With the consent of her family, Sewell (seen at left) became an organ donor, said Lisa Lapointe, B.C.'s chief coroner, in a press release Thursday morning.
"The BC Coroners Service commends the family for the generosity of their decision in a time of immense grief," she said.
Two other survivors remain in hospitals in Kamloops and Vancouver in critical condition, but their identities have not yet been released.
The PA 30 Piper Twin Comanche airplane was flying over Princeton Monday, when it veered off course and crashed into the wilderness. The Transportation Safety Board (TSB) is investigating the accident, but the cause is still unknown.
According to his Facebook page, Smith was a graduate of Semiahmoo Secondary school in South Surrey, attended BCIT and was an industrial mechanic.
Lyle Soetaert, manager at Boundary Bay Airport, said Tuesday he's under the impression the plane is based at the Delta airfield, but couldn't confirm that, and did not know the owner of the aircraft.
Registration letters on the wreckage match an entry in the Canadian Civil Aircraft Registry. That entry is for a Piper PA30 based in Boundary Bay and co-owned by Rick Zyvitski of Comox and Maplewood Landscaping Ltd. in the Tilbury Industrial Park area.
When contacted employees at the business declined to comment on the incident.
The Joint Rescue Co-ordination Centre in Victoria was first notified that the flight had gone down around 3 p.m.., when an emergency beacon was set off upon impact, as the pilot had not placed a distress call. It dispatched an air ambulance and rescue crews and the aircraft was found around 5 p.m. when a Buffalo search and rescue plane picked up the crashed aircraft's signal, said Rod Braun of the Central Okanagan Search and Rescue.

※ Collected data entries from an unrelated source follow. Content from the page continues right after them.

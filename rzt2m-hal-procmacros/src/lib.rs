use proc_macro::TokenStream;
use quote::quote;
use syn::{parse_macro_input, ItemFn, ReturnType, Type};

//-------------------------------------------------------------
// Entry point macro
/*
Macro usage:
#[entry]
fn main() -> ! {
    <main_body>
}

Expands to:
#[no_mangle]
pub extern "C" fn __rzt2m_entry() -> ! {
    <main_body>
}
*/

#[proc_macro_attribute]
pub fn entry(attr: TokenStream, item: TokenStream) -> TokenStream {
    let input_fn = parse_macro_input!(item as ItemFn);

    if !attr.is_empty() {
        return syn::Error::new(
            proc_macro2::Span::call_site(),
            "`#[entry]` takes no arguments",
        )
        .to_compile_error()
        .into();
    }

    if let Err(err) = check_signature(&input_fn) {
        return err.to_compile_error().into();
    }

    let attrs = &input_fn.attrs;
    let fn_body = &input_fn.block;

    let expanded = quote! {
        #(#attrs)*
        #[no_mangle]
        pub extern "C" fn __rzt2m_entry() -> ! {
            #fn_body
        }
    };

    expanded.into()
}

// The startup code jumps here and there is nothing to return to.
fn check_signature(input_fn: &ItemFn) -> syn::Result<()> {
    let sig = &input_fn.sig;
    let diverges = matches!(&sig.output, ReturnType::Type(_, ty) if matches!(**ty, Type::Never(_)));
    if !sig.inputs.is_empty()
        || !diverges
        || sig.asyncness.is_some()
        || !sig.generics.params.is_empty()
    {
        return Err(syn::Error::new_spanned(
            sig,
            "`#[entry]` function must have signature `fn() -> !`",
        ));
    }
    Ok(())
}
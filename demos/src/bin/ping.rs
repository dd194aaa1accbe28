#![no_std]
#![no_main]

use rzt2m_hal::delay::delay_cycles;
use rzt2m_hal::transport::Transport;
use rzt2m_hal::uart::*;
use rzt2m_hal::Peripheral;

/// Sends `ping` to the peer on SCI0 and collects a four byte answer, forever.
#[rzt2m_hal::entry]
fn main() -> ! {
    let mut link = Uart::new(UART0::take().unwrap(), UartConfig::default());
    delay_cycles(10_000); // let CPU1 boot

    loop {
        link.send_str("ping\n");
        let mut answer = [0u8; 4];
        for byte in answer.iter_mut() {
            *byte = link.receive_byte();
        }
        delay_cycles(10_000_000);
    }
}

#[panic_handler]
fn panic(info: &core::panic::PanicInfo) -> ! {
    rzt2m_hal::print_panic(info);
    rzt2m_hal::idle_forever()
}
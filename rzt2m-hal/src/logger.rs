use super::println;

static LOGGER: RzLogger = RzLogger;

/// Installs the console logger with the given maximum log level.
///
/// Records are written synchronously through [`println!`], so they land on the
/// UART given to [`crate::init_print`].
pub fn init_logger(level: log::LevelFilter) {
    unsafe {
        // Single core, called once during startup.
        if log::set_logger_racy(&LOGGER).is_err() {
            return;
        }
        log::set_max_level_racy(level);
    }
}

struct RzLogger;

impl log::Log for RzLogger {
    fn enabled(&self, metadata: &log::Metadata) -> bool {
        metadata.level() <= log::max_level()
    }

    #[allow(unused)]
    fn log(&self, record: &log::Record) {
        if !self.enabled(record.metadata()) {
            return;
        }

        const RESET: &str = "\u{001B}[0m";
        const RED: &str = "\u{001B}[31m";
        const GREEN: &str = "\u{001B}[32m";
        const YELLOW: &str = "\u{001B}[33m";
        const BLUE: &str = "\u{001B}[34m";
        const MAGENTA: &str = "\u{001B}[35m";

        #[cfg(feature = "log-colors")]
        let (color, reset) = (
            match record.level() {
                log::Level::Error => RED,
                log::Level::Warn => YELLOW,
                log::Level::Info => GREEN,
                log::Level::Debug => BLUE,
                log::Level::Trace => MAGENTA,
            },
            RESET,
        );

        #[cfg(not(feature = "log-colors"))]
        let (color, reset) = ("", "");

        println!("{}{} - {}{}", color, record.level(), record.args(), reset);
    }

    fn flush(&self) {}
}
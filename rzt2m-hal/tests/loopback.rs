mod common;

use common::{reply_for, settle, LoopbackLine};
use rzt2m_hal::terminal::{suppression_count, EchoTerminal, State, Step, REPLY_PREFIX};
use rzt2m_hal::transport::flush_until_idle;

fn run_session(latency: usize) -> Vec<u8> {
    let mut line = LoopbackLine::with_latency(latency);
    let mut term = EchoTerminal::new(&mut line);

    for input in [
        &b"hi\r\n"[..],
        b"hello world\n",
        b"\n",
        b"\r\n",
        b"abc\x7f\x7fz\r",
        b"\x08\x08ok\n",
    ] {
        term.transport_mut().type_bytes(input);
        settle(&mut term);
        assert_eq!(term.state(), State::Listening);
        assert!(term.line().is_empty());
    }

    drop(term);
    line.wire
}

#[test]
fn session_over_looped_back_console() {
    let mut expected = Vec::new();
    for typed in [&b"hi"[..], b"hello world", b"az", b"ok"] {
        expected.extend(reply_for(typed));
    }
    assert_eq!(run_session(0), expected);
}

#[test]
fn echo_latency_does_not_change_the_session() {
    let reference = run_session(0);
    for latency in [1, 3, 17, 64] {
        assert_eq!(run_session(latency), reference, "latency {}", latency);
    }
}

#[test]
fn reply_for_hi_and_its_drain() {
    let mut line = LoopbackLine::with_latency(8);
    let mut term = EchoTerminal::new(&mut line);
    term.transport_mut().type_bytes(b"hi\n");

    let mut replied = None;
    while replied.is_none() {
        if let Step::Replied { sent } = term.poll() {
            replied = Some(sent);
        }
    }

    assert_eq!(replied, Some(15));
    assert_eq!(suppression_count(REPLY_PREFIX.len(), 2), 15);
    assert_eq!(term.state(), State::Draining { remaining: 15 });

    let steps = settle(&mut term);
    assert!(!steps.iter().any(|s| matches!(s, Step::Replied { .. })));
    assert_eq!(steps.last(), Some(&Step::Resumed));
    drop(term);
    assert_eq!(line.wire, b"You typed: hi\r\n");
}

#[test]
fn enter_alone_sends_nothing() {
    let mut line = LoopbackLine::with_latency(2);
    let mut term = EchoTerminal::new(&mut line);
    term.transport_mut().type_bytes(b"\n");

    let steps = settle(&mut term);

    assert_eq!(steps, [Step::EmptyLine]);
    assert_eq!(term.state(), State::Listening);
    drop(term);
    assert!(line.wire.is_empty());
}

#[test]
fn startup_flush_clears_stale_console_output() {
    let mut line = LoopbackLine::with_latency(4);
    // Banner printed before the terminal took over, still coming back.
    line.inject_echo(b"Hello from CPU0 to debug!\r\nCPU0 received: ...\r\n");

    let dropped = flush_until_idle(&mut line, 2000);
    assert_eq!(dropped, 47);
    assert!(line.is_quiet());

    let mut term = EchoTerminal::new(&mut line);
    term.transport_mut().type_bytes(b"x\n");
    settle(&mut term);
    drop(term);
    assert_eq!(line.wire, reply_for(b"x"));
}

#[test]
fn stale_output_without_flush_is_read_as_input() {
    let mut line = LoopbackLine::with_latency(0);
    line.inject_echo(b"boot\r\n");

    let mut term = EchoTerminal::new(&mut line);
    settle(&mut term);
    drop(term);
    assert_eq!(line.wire, reply_for(b"boot"));
}
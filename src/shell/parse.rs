use crate::shell::command::Command;

pub fn parse_command(input: &str) -> Option<Command> {
    let tokens: Vec<&str> = input.split_ascii_whitespace().collect();
    if tokens.is_empty() {
        return None;
    }

    let cmd = tokens[0];
    let args = &tokens[1..];

    match cmd {
        "help" => Some(Command::Help),
        "ls" => Some(Command::Ls),
        "create" => args.first().map(|&name| Command::Create(name.to_string())),
        "read" => {
            let name = args.first()?.to_string();
            let offset = match args.get(1) {
                Some(s) => s.parse().ok()?,
                None => 0,
            };
            let len = match args.get(2) {
                Some(s) => Some(s.parse().ok()?),
                None => None,
            };
            Some(Command::Read { name, offset, len })
        }
        "write" => {
            if args.len() < 3 {
                return None;
            }
            Some(Command::Write {
                name: args[0].to_string(),
                offset: args[1].parse().ok()?,
                text: args[2..].join(" "),
            })
        }
        "stat" => args.first().map(|&name| Command::Stat(name.to_string())),
        "df" => Some(Command::Df),
        "sync" => Some(Command::Sync),
        "format" => Some(Command::Format),
        "exit" => Some(Command::Exit),
        _ => None,
    }
}

#[cfg(test)]
mod tests {
    use super::*;

    #[test]
    fn write_joins_the_rest_as_text() {
        match parse_command("write notes 4090 hello   block world") {
            Some(Command::Write { name, offset, text }) => {
                assert_eq!(name, "notes");
                assert_eq!(offset, 4090);
                assert_eq!(text, "hello block world");
            }
            other => panic!("unexpected {:?}", other),
        }
        assert!(parse_command("write notes hello").is_none());
    }

    #[test]
    fn read_defaults() {
        assert!(matches!(
            parse_command("read a"),
            Some(Command::Read { offset: 0, len: None, .. })
        ));
        assert!(matches!(
            parse_command("read a 10 20"),
            Some(Command::Read { offset: 10, len: Some(20), .. })
        ));
        assert!(parse_command("read a x").is_none());
        assert!(parse_command("read").is_none());
    }

    #[test]
    fn unknown_and_empty() {
        assert!(parse_command("   ").is_none());
        assert!(parse_command("mkdir d").is_none());
        assert!(matches!(parse_command("df"), Some(Command::Df)));
    }
}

The crews parachuted into the scene, a few kilometres beyond the Brenda Mines turn off and located the wreckage of the small Piper PA30 Twin Comanche aircraft.
"Typically our guys will get onto the Transport Canada website first and download anything about that plane," said John Cottreau, a media spokesman for the TSB, explaining that will include looking into the pilot's certification and maintenance history.
"Then they go on the site, documenting the whole thing photographically."
From there a clear picture of what caused the plane to go down should emerge.
Police say the crash occurred in a wooded area about five kilometres from the scene of a float plane crash earlier this year that claimed three lives The cause of that crash is not yet known.
The South Delta Leader will update this story as more details become available.